> _Problem statement_:
Tally the lines below that contain the word "impl", and give only that number.

'''

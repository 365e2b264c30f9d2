use crate::config::RetrievalConfig;
use crate::error::{RagError, Result};

/// Represents a text chunk with its position in the source text
#[derive(Debug, Clone, PartialEq)]
pub struct TextChunk {
    /// Trimmed text of this chunk
    pub text: String,
    /// Character offset where the window of this chunk starts
    pub start_position: usize,
    /// Character offset one past the end of the window
    pub end_position: usize,
}

/// Splits text into overlapping windows that prefer to end on a sentence or line break.
#[derive(Debug, Clone)]
pub struct Chunker {
    size: usize,
    overlap: usize,
    boundary_ratio: f32,
    min_chunk_chars: usize,
}

impl Chunker {
    /// Create a chunker, failing when the cursor would not advance
    pub fn new(size: usize, overlap: usize) -> Result<Self> {
        let config = RetrievalConfig {
            chunk_size: size,
            chunk_overlap: overlap,
            ..Default::default()
        };
        Self::from_config(&config)
    }

    pub fn from_config(config: &RetrievalConfig) -> Result<Self> {
        if config.chunk_size == 0 || config.chunk_overlap >= config.chunk_size {
            return Err(RagError::Config(format!(
                "chunk_overlap ({}) must be less than chunk_size ({})",
                config.chunk_overlap, config.chunk_size
            )));
        }
        if !(0.0..1.0).contains(&config.boundary_ratio)
            || (config.chunk_size as f32 * config.boundary_ratio) < config.chunk_overlap as f32
        {
            return Err(RagError::Config(format!(
                "boundary_ratio ({}) is incompatible with chunk_size {} and chunk_overlap {}",
                config.boundary_ratio, config.chunk_size, config.chunk_overlap
            )));
        }

        Ok(Chunker {
            size: config.chunk_size,
            overlap: config.chunk_overlap,
            boundary_ratio: config.boundary_ratio,
            min_chunk_chars: config.min_chunk_chars,
        })
    }

    pub fn size(&self) -> usize {
        self.size
    }

    pub fn overlap(&self) -> usize {
        self.overlap
    }

    /// Split `text` into chunks.
    ///
    /// Positions are counted in characters. A window that does not reach the
    /// end of the text is shortened to its last `.` or `\n` when that break
    /// lies past `size * boundary_ratio`. Trimmed windows of `min_chunk_chars`
    /// characters or fewer are dropped, and every window starts `overlap`
    /// characters before the previous one ended.
    pub fn chunk(&self, text: &str) -> Vec<TextChunk> {
        let chars: Vec<char> = text.chars().collect();
        let len = chars.len();
        let min_break = self.size as f32 * self.boundary_ratio;

        let mut chunks = Vec::new();
        let mut start = 0;

        while start < len {
            let mut end = start + self.size;
            let mut window = &chars[start..end.min(len)];

            if end < len {
                let last_break = window.iter().rposition(|&c| c == '.' || c == '\n');
                if let Some(break_point) = last_break {
                    if break_point as f32 > min_break {
                        window = &chars[start..start + break_point + 1];
                        end = start + break_point + 1;
                    }
                }
            }

            let raw: String = window.iter().collect();
            let trimmed = raw.trim();
            if trimmed.chars().count() > self.min_chunk_chars {
                chunks.push(TextChunk {
                    text: trimmed.to_string(),
                    start_position: start,
                    end_position: end.min(len),
                });
            }

            // only break points past the overlap are accepted, so this advances
            start = end - self.overlap;
        }

        chunks
    }
}

impl Default for Chunker {
    fn default() -> Self {
        let config = RetrievalConfig::default();
        Chunker {
            size: config.chunk_size,
            overlap: config.chunk_overlap,
            boundary_ratio: config.boundary_ratio,
            min_chunk_chars: config.min_chunk_chars,
        }
    }
}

'''

> _Result for this task_:
2